The decision by the Bank of England to raise interest rates by another 0.25 per cent last week came as little surprise, though some of the more sado-monetarist tendency were upset that it wasn't half a per cent. Everyone appeared to agree that not only would the Bank raise rates, but that it was the right and proper thing to do.
But was it? We are told, almost universally, that higher and higher rates are needed to stop the runaway UK consumer, who is apparently borrowing too much, spending too much and causing inflation. And usually as evidence we are pointed to the level of house prices, given some platitudes about first-time buyers and delivered an assertion that the UK consumer is overheating.
Why then don't we seem to be getting any inflation? More correctly, why are we not getting any inflation in the areas that are driven by this consumer with apparently too much money in his pocket?
There's certainly plenty of inflation in areas where the Government sets prices - rail fares, council tax, regulated utilities - but on the high street prices are falling.

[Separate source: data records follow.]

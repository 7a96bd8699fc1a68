//! Stream-based observation source.
//!
//! Receives observation records from an async byte stream such as a TCP
//! connection or standard input.

use std::sync::atomic::{AtomicU64, Ordering};
use std::sync::Arc;

use anyhow::{Context, Result};
use async_trait::async_trait;
use opstat_types::Observation;
use parking_lot::Mutex;
use tokio::io::{AsyncBufReadExt, AsyncRead, BufReader};
use tokio::net::TcpStream;
use tokio::sync::mpsc;

use super::{parse_line, ObservationSource};

/// A source that receives observations from an async stream.
///
/// This source spawns a background task that reads newline-delimited JSON
/// from the provided async reader and hands parsed observations to
/// `next_observation()`.
///
/// # Example with a byte stream
///
/// ```
/// use std::io::Cursor;
/// use opstat::StreamSource;
///
/// # tokio_test::block_on(async {
/// let data = br#"{"op":"login","delay_ms":3,"source":"10.0.0.1"}"#;
/// let stream = Cursor::new(data.to_vec());
/// let source = StreamSource::spawn(stream, "example");
/// # });
/// ```
#[derive(Debug)]
pub struct StreamSource {
    receiver: mpsc::Receiver<Observation>,
    description: String,
    skipped: Arc<AtomicU64>,
    last_error: Arc<Mutex<Option<String>>>,
}

impl StreamSource {
    /// Spawn a background task that reads from the given async reader.
    ///
    /// Must be called from within a tokio runtime.
    pub fn spawn<R>(reader: R, description: &str) -> Self
    where
        R: AsyncRead + Unpin + Send + 'static,
    {
        let (tx, rx) = mpsc::channel(256);
        let skipped = Arc::new(AtomicU64::new(0));
        let last_error = Arc::new(Mutex::new(None));
        let skipped_handle = skipped.clone();
        let error_handle = last_error.clone();
        let desc = description.to_string();

        tokio::spawn(async move {
            let mut lines = BufReader::new(reader).lines();
            let mut line_number = 0u64;

            loop {
                match lines.next_line().await {
                    Ok(Some(line)) => {
                        line_number += 1;
                        match parse_line(&line) {
                            Ok(Some(obs)) => {
                                if tx.send(obs).await.is_err() {
                                    // Receiver dropped
                                    break;
                                }
                            }
                            Ok(None) => {}
                            Err(e) => {
                                let message = format!("{e:#}");
                                tracing::warn!(
                                    source = %desc,
                                    line = line_number,
                                    error = %message,
                                    "skipping malformed record"
                                );
                                skipped_handle.fetch_add(1, Ordering::Relaxed);
                                *error_handle.lock() = Some(format!("line {}: {}", line_number, message));
                            }
                        }
                    }
                    Ok(None) => break,
                    Err(e) => {
                        *error_handle.lock() = Some(format!("Read error: {}", e));
                        break;
                    }
                }
            }
        });

        Self {
            receiver: rx,
            description: format!("stream: {}", description),
            skipped,
            last_error,
        }
    }

    /// Connect to a TCP endpoint and read records from it.
    pub async fn connect(addr: &str) -> Result<Self> {
        let stream = TcpStream::connect(addr)
            .await
            .with_context(|| format!("Failed to connect to {}", addr))?;
        Ok(Self::spawn(stream, &format!("tcp://{}", addr)))
    }

    /// Read records from standard input.
    pub fn stdin() -> Self {
        Self::spawn(tokio::io::stdin(), "stdin")
    }
}

#[async_trait]
impl ObservationSource for StreamSource {
    async fn next_observation(&mut self) -> Option<Observation> {
        self.receiver.recv().await
    }

    fn description(&self) -> &str {
        &self.description
    }

    fn skipped(&self) -> u64 {
        self.skipped.load(Ordering::Relaxed)
    }

    fn last_error(&self) -> Option<String> {
        self.last_error.lock().clone()
    }
}

#[cfg(test)]
mod tests {
    use super::*;
    use std::io::Cursor;
    use tokio::io::AsyncWriteExt;
    use tokio::net::TcpListener;

    fn sample_line() -> &'static str {
        r#"{"op":"login","delay_ms":12,"source":"10.0.0.1","payload":100}"#
    }

    #[tokio::test]
    async fn test_stream_source_spawn() {
        let data = format!("{}\n", sample_line());
        let mut source = StreamSource::spawn(Cursor::new(data), "test");

        let obs = source.next_observation().await.unwrap();
        assert_eq!(obs.operation, "login");
        assert_eq!(obs.payload, 100);
        assert!(source.next_observation().await.is_none());
    }

    #[tokio::test]
    async fn test_stream_source_skips_invalid_lines() {
        let data = format!("not valid json\n{}\n{{\"op\":\"x\"}}\n", sample_line());
        let mut source = StreamSource::spawn(Cursor::new(data), "test");

        assert!(source.next_observation().await.is_some());
        assert!(source.next_observation().await.is_none());
        assert_eq!(source.skipped(), 2);
        assert!(source.last_error().unwrap().starts_with("line 3:"));
    }

    #[tokio::test]
    async fn test_stream_source_description() {
        let source = StreamSource::spawn(Cursor::new(""), "tcp://localhost:9090");
        assert_eq!(source.description(), "stream: tcp://localhost:9090");
    }

    #[tokio::test]
    async fn test_stream_source_empty_stream() {
        let mut source = StreamSource::spawn(Cursor::new(""), "test");
        assert!(source.next_observation().await.is_none());
        assert_eq!(source.skipped(), 0);
        assert!(source.last_error().is_none());
    }

    #[tokio::test]
    async fn test_stream_source_connect() {
        let listener = TcpListener::bind("127.0.0.1:0").await.unwrap();
        let addr = listener.local_addr().unwrap().to_string();

        tokio::spawn(async move {
            let (mut socket, _) = listener.accept().await.unwrap();
            socket
                .write_all(format!("{}\n{}\n", sample_line(), sample_line()).as_bytes())
                .await
                .unwrap();
        });

        let mut source = StreamSource::connect(&addr).await.unwrap();
        assert_eq!(source.description(), format!("stream: tcp://{}", addr));
        assert!(source.next_observation().await.is_some());
        assert!(source.next_observation().await.is_some());
        assert!(source.next_observation().await.is_none());
    }

    #[tokio::test]
    async fn test_stream_source_connect_refused() {
        let listener = TcpListener::bind("127.0.0.1:0").await.unwrap();
        let addr = listener.local_addr().unwrap().to_string();
        drop(listener);

        assert!(StreamSource::connect(&addr).await.is_err());
    }
}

Is there then a risk that we are applying a cure to a disease that doesn't exist? And more worrying, will this cure kill the patient?
The real concern I have is that economic orthodoxy is in danger of driving the UK economy into a downturn due to a faulty diagnosis of the patient's condition. Not terminal maybe, but certainly unhealthy. To explain, for all the noise (and nonsense) about the housing market, the main driver in interest rate decisions seems to be a notion of whether the economy can travel at its current speed without triggering inflation, or "overheating". This rate, in turn, tends to be a function of the overall level of employment in the economy. My concern is that unemployment is a lot higher than the statistics suggest and that, far from overheating, the patient is cooling rapidly. Raising rates is making this worse. A lot worse.
UK overheating concerns focus on an unemployment rate of 4.8 per cent (on an international measure), but the reality could be twice this level. An important study from Sheffield Hallam University recently highlighted that there are a staggering 2.1 million workers in the UK defined as long-term sick - up from only 0.6 million in 1981. More importantly, the researchers suggested that around 1.2 million of them would be working if the economy were stronger.
In other words, statistical sleight of hand has produced an apparently overheated unemployment level of 4.8 per cent, when the real number is nearer an extremely tepid 9 per cent. This is close to the rates in the eurozone, where the ECB rightly holds short-term rates at 2 per cent.
That's the dilemma then. UK rates are being set on the basis of a framework that suggests we are growing too fast - supported by an unemployment rate that vastly understates the real level of the available workforce. In the meantime, falling interest rates acted as a tax cut for households as well as encouraging them to take on more debt. Putting rates back up will provide more of a slowdown since the debt level is now almost twice what it was in 2001 and the Government's tax take is also rising.
Borrowing too much, spending too much and causing inflation? That's not the British consumer, it's the British Government. And the cure for that is not to make the rest of us pay more for our mortgages.